Thread: pgsql: Add support for multivariate MCV lists

pgsql: Add support for multivariate MCV lists

From
Tomas Vondra
Date:
Add support for multivariate MCV lists

Introduce a third extended statistic type, supported by the CREATE
STATISTICS command - MCV lists, a generalization of the statistic
already built and used for individual columns.
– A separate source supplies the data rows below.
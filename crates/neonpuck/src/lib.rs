//! # Neon Puck
//!
//! Server-authoritative two-player air hockey over WebSocket.
//!
//! Clients create a room and share its four-letter code; the opponent
//! joins with it. Each room runs its own 60 Hz simulation and streams
//! snapshots to both players.
//!
//! ## Quick Start
//!
//! ```rust,no_run
//! use neonpuck::prelude::*;
//!
//! # async fn start() -> Result<(), NeonPuckError> {
//! let config = ServerConfig::from_env()?;
//! let server = NeonPuckServer::builder()
//!     .bind(config.bind_addr.to_string())
//!     .match_config(config.match_config)
//!     .build()
//!     .await?;
//! server.run().await
//! # }
//! ```

mod config;
mod error;
mod handler;
mod server;

pub use config::{ConfigError, ServerConfig};
pub use error::NeonPuckError;
pub use server::{NeonPuckServer, NeonPuckServerBuilder, DEFAULT_HANDSHAKE_TIMEOUT};

pub mod prelude {
    pub use crate::{ConfigError, NeonPuckError, NeonPuckServer, NeonPuckServerBuilder, ServerConfig};
    pub use neonpuck_protocol::{
        Channel, ClientMessage, Envelope, ParticipantId, RoomCode, ServerMessage, Side, Snapshot,
    };
    pub use neonpuck_room::{MatchConfig, MatchPhase, RoomError, RoomRegistry};
}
Compared to the already supported types (n-distinct coefficients and
functional dependencies), MCV lists are more complex, include column
values and allow estimation of much wider range of common clauses
(equality and inequality conditions, IS NULL, IS NOT NULL etc.).
Similarly to the other types, a new pseudo-type (pg_mcv_list) is used.

Author: Tomas Vondra
Reviewed-by: Dean Rasheed, David Rowley, Mark Dilger, Alvaro Herrera
Discussion: https://postgr.es/m/dfdac334-9cf2-2597-fb27-f0fb3753f435@2ndquadrant.com

Branch
------
master

Details
-------
https://git.postgresql.org/pg/commitdiff/7300a699502fe5432b05fbc75baca534b080bebb

Modified Files
--------------
doc/src/sgml/catalogs.sgml                       |   13 +-
doc/src/sgml/func.sgml                           |   82 ++
doc/src/sgml/perform.sgml                        |   66 +
doc/src/sgml/planstats.sgml                      |  116 +-
doc/src/sgml/ref/create_statistics.sgml          |   35 +-
src/backend/commands/statscmds.c                 |   82 +-
src/backend/nodes/bitmapset.c                    |   44 +
src/backend/optimizer/path/clausesel.c           |  109 +-
src/backend/optimizer/util/plancat.c             |   12 +
src/backend/parser/parse_utilcmd.c               |    2 +
src/backend/statistics/Makefile                  |    2 +-
src/backend/statistics/README                    |    4 +
src/backend/statistics/README.mcv                |  100 ++
src/backend/statistics/dependencies.c            |  100 +-
src/backend/statistics/extended_stats.c          |  627 +++++++-
src/backend/statistics/mcv.c                     | 1695 ++++++++++++++++++++++
src/backend/utils/adt/ruleutils.c                |   24 +-
src/bin/psql/describe.c                          |    9 +-
src/bin/psql/tab-complete.c                      |    2 +-
src/include/catalog/pg_cast.dat                  |    6 +
src/include/catalog/pg_proc.dat                  |   24 +
src/include/catalog/pg_statistic_ext.h           |    2 +
src/include/catalog/pg_type.dat                  |    7 +
src/include/nodes/bitmapset.h                    |    1 +
src/include/optimizer/optimizer.h                |    6 +
src/include/statistics/extended_stats_internal.h |   40 +
src/include/statistics/statistics.h              |   40 +
src/test/regress/expected/create_table_like.out  |    2 +-
src/test/regress/expected/opr_sanity.out         |    3 +-
src/test/regress/expected/stats_ext.out          |  287 +++-
src/test/regress/expected/type_sanity.out        |    3 +-
src/test/regress/sql/stats_ext.sql               |  186 +++
32 files changed, 3597 insertions(+), 134 deletions(-)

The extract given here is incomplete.